:: Work request ::
All entries below must be reproduced without a single change.

:: The data ::
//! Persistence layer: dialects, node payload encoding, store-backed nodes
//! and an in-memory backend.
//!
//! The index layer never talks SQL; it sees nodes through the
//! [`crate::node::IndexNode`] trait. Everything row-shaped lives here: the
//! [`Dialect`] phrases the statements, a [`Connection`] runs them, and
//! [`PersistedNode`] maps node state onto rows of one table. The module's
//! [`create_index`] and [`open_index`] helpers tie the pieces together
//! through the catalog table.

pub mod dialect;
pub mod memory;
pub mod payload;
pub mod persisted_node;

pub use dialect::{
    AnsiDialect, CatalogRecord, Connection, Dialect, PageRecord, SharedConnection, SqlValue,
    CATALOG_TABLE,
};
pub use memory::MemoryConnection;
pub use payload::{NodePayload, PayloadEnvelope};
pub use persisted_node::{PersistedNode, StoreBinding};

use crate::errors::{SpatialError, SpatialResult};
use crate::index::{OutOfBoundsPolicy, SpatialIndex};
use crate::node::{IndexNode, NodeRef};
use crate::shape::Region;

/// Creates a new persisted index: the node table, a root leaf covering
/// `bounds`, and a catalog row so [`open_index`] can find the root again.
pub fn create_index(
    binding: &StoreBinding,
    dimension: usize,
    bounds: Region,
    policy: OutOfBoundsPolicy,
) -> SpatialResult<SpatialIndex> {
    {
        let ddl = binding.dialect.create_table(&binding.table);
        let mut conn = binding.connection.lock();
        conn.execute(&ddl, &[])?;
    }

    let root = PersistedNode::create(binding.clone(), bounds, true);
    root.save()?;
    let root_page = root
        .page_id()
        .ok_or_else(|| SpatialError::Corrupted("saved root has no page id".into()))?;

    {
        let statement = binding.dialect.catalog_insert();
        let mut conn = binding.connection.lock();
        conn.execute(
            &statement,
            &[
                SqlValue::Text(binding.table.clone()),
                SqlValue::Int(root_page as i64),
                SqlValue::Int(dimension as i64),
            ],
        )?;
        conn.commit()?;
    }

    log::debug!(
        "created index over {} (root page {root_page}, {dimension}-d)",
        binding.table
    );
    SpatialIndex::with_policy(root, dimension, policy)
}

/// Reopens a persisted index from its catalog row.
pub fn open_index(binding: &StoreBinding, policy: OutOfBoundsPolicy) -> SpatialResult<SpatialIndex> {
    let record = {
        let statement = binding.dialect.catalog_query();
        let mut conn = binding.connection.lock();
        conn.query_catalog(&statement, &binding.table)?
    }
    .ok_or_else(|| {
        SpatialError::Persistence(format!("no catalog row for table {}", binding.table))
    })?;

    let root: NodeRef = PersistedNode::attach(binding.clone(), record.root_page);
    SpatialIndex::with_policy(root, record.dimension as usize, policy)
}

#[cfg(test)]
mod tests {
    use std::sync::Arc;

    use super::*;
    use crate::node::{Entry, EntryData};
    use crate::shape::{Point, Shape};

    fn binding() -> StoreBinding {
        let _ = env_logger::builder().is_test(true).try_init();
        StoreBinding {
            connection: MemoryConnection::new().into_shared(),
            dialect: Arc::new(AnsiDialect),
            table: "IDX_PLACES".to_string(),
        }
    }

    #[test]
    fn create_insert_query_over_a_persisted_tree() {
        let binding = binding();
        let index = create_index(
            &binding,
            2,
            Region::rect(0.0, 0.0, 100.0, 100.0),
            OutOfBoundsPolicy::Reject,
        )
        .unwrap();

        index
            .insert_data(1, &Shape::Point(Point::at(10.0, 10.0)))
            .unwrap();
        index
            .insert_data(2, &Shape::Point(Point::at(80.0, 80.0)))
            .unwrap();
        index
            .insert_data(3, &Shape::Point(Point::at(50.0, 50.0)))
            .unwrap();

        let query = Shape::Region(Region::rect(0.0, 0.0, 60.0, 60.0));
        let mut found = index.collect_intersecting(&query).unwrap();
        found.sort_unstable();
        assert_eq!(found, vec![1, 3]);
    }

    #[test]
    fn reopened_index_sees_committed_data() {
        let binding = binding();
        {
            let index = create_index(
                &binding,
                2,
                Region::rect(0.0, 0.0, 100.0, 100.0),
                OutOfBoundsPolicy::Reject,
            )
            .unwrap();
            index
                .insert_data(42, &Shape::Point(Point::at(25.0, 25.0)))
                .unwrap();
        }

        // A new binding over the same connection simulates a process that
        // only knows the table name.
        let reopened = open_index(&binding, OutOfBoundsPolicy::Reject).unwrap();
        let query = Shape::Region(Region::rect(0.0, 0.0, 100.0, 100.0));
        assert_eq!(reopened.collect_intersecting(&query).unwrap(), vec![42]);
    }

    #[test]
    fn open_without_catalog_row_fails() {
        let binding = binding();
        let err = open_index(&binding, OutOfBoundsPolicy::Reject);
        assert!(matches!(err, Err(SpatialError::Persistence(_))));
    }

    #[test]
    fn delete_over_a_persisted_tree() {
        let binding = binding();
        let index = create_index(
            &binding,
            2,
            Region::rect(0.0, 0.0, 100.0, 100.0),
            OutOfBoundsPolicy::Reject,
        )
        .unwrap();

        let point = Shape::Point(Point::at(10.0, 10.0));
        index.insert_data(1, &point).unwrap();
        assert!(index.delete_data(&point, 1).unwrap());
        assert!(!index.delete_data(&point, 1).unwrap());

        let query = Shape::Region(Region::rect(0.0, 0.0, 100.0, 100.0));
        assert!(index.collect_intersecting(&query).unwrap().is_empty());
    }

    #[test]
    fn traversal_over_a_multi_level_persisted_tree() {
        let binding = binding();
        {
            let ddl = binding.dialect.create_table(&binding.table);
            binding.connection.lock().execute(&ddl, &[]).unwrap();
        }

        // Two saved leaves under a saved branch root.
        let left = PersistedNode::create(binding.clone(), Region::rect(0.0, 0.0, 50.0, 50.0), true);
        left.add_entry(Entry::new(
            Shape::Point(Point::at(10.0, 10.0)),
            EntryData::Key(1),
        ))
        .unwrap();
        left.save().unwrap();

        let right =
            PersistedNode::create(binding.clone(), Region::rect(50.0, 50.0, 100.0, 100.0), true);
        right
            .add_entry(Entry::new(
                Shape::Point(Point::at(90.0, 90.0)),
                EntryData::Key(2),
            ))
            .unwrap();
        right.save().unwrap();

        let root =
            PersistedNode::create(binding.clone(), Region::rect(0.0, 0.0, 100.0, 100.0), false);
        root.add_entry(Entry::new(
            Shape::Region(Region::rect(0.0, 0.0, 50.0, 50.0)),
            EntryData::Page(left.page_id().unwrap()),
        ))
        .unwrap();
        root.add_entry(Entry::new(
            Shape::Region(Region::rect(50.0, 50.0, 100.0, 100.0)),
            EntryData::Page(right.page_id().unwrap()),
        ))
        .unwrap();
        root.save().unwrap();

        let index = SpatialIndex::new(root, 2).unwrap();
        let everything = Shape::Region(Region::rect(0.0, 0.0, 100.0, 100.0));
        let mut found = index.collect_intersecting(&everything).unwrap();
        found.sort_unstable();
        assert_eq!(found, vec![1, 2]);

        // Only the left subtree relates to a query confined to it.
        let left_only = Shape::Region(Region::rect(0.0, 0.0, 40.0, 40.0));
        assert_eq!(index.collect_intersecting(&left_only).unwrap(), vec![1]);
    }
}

:: Finished task ::
//! Persistence layer: dialects, node payload encoding, store-backed nodes
//! and an in-memory backend.
//!
//! The index layer never talks SQL; it sees nodes through the
//! [`crate::node::IndexNode`] trait. Everything row-shaped lives here: the
//! [`Dialect`] phrases the statements, a [`Connection`] runs them, and
//! [`PersistedNode`] maps node state onto rows of one table. The module's
//! [`create_index`] and [`open_index`] helpers tie the pieces together
//! through the catalog table.

pub mod dialect;
pub mod memory;
pub mod payload;
pub mod persisted_node;

pub use dialect::{
    AnsiDialect, CatalogRecord, Connection, Dialect, PageRecord, SharedConnection, SqlValue,
    CATALOG_TABLE,
};
pub use memory::MemoryConnection;
pub use payload::{NodePayload, PayloadEnvelope};
pub use persisted_node::{PersistedNode, StoreBinding};

use crate::errors::{SpatialError, SpatialResult};
use crate::index::{OutOfBoundsPolicy, SpatialIndex};
use crate::node::{IndexNode, NodeRef};
use crate::shape::Region;

/// Creates a new persisted index: the node table, a root leaf covering
/// `bounds`, and a catalog row so [`open_index`] can find the root again.
pub fn create_index(
    binding: &StoreBinding,
    dimension: usize,
    bounds: Region,
    policy: OutOfBoundsPolicy,
) -> SpatialResult<SpatialIndex> {
    {
        let ddl = binding.dialect.create_table(&binding.table);
        let mut conn = binding.connection.lock();
        conn.execute(&ddl, &[])?;
    }

    let root = PersistedNode::create(binding.clone(), bounds, true);
    root.save()?;
    let root_page = root
        .page_id()
        .ok_or_else(|| SpatialError::Corrupted("saved root has no page id".into()))?;

    {
        let statement = binding.dialect.catalog_insert();
        let mut conn = binding.connection.lock();
        conn.execute(
            &statement,
            &[
                SqlValue::Text(binding.table.clone()),
                SqlValue::Int(root_page as i64),
                SqlValue::Int(dimension as i64),
            ],
        )?;
        conn.commit()?;
    }

    log::debug!(
        "created index over {} (root page {root_page}, {dimension}-d)",
        binding.table
    );
    SpatialIndex::with_policy(root, dimension, policy)
}

/// Reopens a persisted index from its catalog row.
pub fn open_index(binding: &StoreBinding, policy: OutOfBoundsPolicy) -> SpatialResult<SpatialIndex> {
    let record = {
        let statement = binding.dialect.catalog_query();
        let mut conn = binding.connection.lock();
        conn.query_catalog(&statement, &binding.table)?
    }
    .ok_or_else(|| {
        SpatialError::Persistence(format!("no catalog row for table {}", binding.table))
    })?;

    let root: NodeRef = PersistedNode::attach(binding.clone(), record.root_page);
    SpatialIndex::with_policy(root, record.dimension as usize, policy)
}

#[cfg(test)]
mod tests {
    use std::sync::Arc;

    use super::*;
    use crate::node::{Entry, EntryData};
    use crate::shape::{Point, Shape};

    fn binding() -> StoreBinding {
        let _ = env_logger::builder().is_test(true).try_init();
        StoreBinding {
            connection: MemoryConnection::new().into_shared(),
            dialect: Arc::new(AnsiDialect),
            table: "IDX_PLACES".to_string(),
        }
    }

    #[test]
    fn create_insert_query_over_a_persisted_tree() {
        let binding = binding();
        let index = create_index(
            &binding,
            2,
            Region::rect(0.0, 0.0, 100.0, 100.0),
            OutOfBoundsPolicy::Reject,
        )
        .unwrap();

        index
            .insert_data(1, &Shape::Point(Point::at(10.0, 10.0)))
            .unwrap();
        index
            .insert_data(2, &Shape::Point(Point::at(80.0, 80.0)))
            .unwrap();
        index
            .insert_data(3, &Shape::Point(Point::at(50.0, 50.0)))
            .unwrap();

        let query = Shape::Region(Region::rect(0.0, 0.0, 60.0, 60.0));
        let mut found = index.collect_intersecting(&query).unwrap();
        found.sort_unstable();
        assert_eq!(found, vec![1, 3]);
    }

    #[test]
    fn reopened_index_sees_committed_data() {
        let binding = binding();
        {
            let index = create_index(
                &binding,
                2,
                Region::rect(0.0, 0.0, 100.0, 100.0),
                OutOfBoundsPolicy::Reject,
            )
            .unwrap();
            index
                .insert_data(42, &Shape::Point(Point::at(25.0, 25.0)))
                .unwrap();
        }

        // A new binding over the same connection simulates a process that
        // only knows the table name.
        let reopened = open_index(&binding, OutOfBoundsPolicy::Reject).unwrap();
        let query = Shape::Region(Region::rect(0.0, 0.0, 100.0, 100.0));
        assert_eq!(reopened.collect_intersecting(&query).unwrap(), vec![42]);
    }

    #[test]
    fn open_without_catalog_row_fails() {
        let binding = binding();
        let err = open_index(&binding, OutOfBoundsPolicy::Reject);
        assert!(matches!(err, Err(SpatialError::Persistence(_))));
    }

    #[test]
    fn delete_over_a_persisted_tree() {
        let binding = binding();
        let index = create_index(
            &binding,
            2,
            Region::rect(0.0, 0.0, 100.0, 100.0),
            OutOfBoundsPolicy::Reject,
        )
        .unwrap();

        let point = Shape::Point(Point::at(10.0, 10.0));
        index.insert_data(1, &point).unwrap();
        assert!(index.delete_data(&point, 1).unwrap());
        assert!(!index.delete_data(&point, 1).unwrap());

        let query = Shape::Region(Region::rect(0.0, 0.0, 100.0, 100.0));
        assert!(index.collect_intersecting(&query).unwrap().is_empty());
    }

    #[test]
    fn traversal_over_a_multi_level_persisted_tree() {
        let binding = binding();
        {
            let ddl = binding.dialect.create_table(&binding.table);
            binding.connection.lock().execute(&ddl, &[]).unwrap();
        }

        // Two saved leaves under a saved branch root.
        let left = PersistedNode::create(binding.clone(), Region::rect(0.0, 0.0, 50.0, 50.0), true);
        left.add_entry(Entry::new(
            Shape::Point(Point::at(10.0, 10.0)),
            EntryData::Key(1),
        ))
        .unwrap();
        left.save().unwrap();

        let right =
            PersistedNode::create(binding.clone(), Region::rect(50.0, 50.0, 100.0, 100.0), true);
        right
            .add_entry(Entry::new(
                Shape::Point(Point::at(90.0, 90.0)),
                EntryData::Key(2),
            ))
            .unwrap();
        right.save().unwrap();

        let root =
            PersistedNode::create(binding.clone(), Region::rect(0.0, 0.0, 100.0, 100.0), false);
        root.add_entry(Entry::new(
            Shape::Region(Region::rect(0.0, 0.0, 50.0, 50.0)),
            EntryData::Page(left.page_id().unwrap()),
        ))
        .unwrap();
        root.add_entry(Entry::new(
            Shape::Region(Region::rect(50.0, 50.0, 100.0, 100.0)),
            EntryData::Page(right.page_id().unwrap()),
        ))
        .unwrap();
        root.save().unwrap();

        let index = SpatialIndex::new(root, 2).unwrap();
        let everything = Shape::Region(Region::rect(0.0, 0.0, 100.0, 100.0));
        let mut found = index.collect_intersecting(&everything).unwrap();
        found.sort_unstable();
        assert_eq!(found, vec![1, 2]);

        // Only the left subtree relates to a query confined to it.
        let left_only = Shape::Region(Region::rect(0.0, 0.0, 40.0, 40.0));
        assert_eq!(index.collect_intersecting(&left_only).unwrap(), vec![1]);
    }
}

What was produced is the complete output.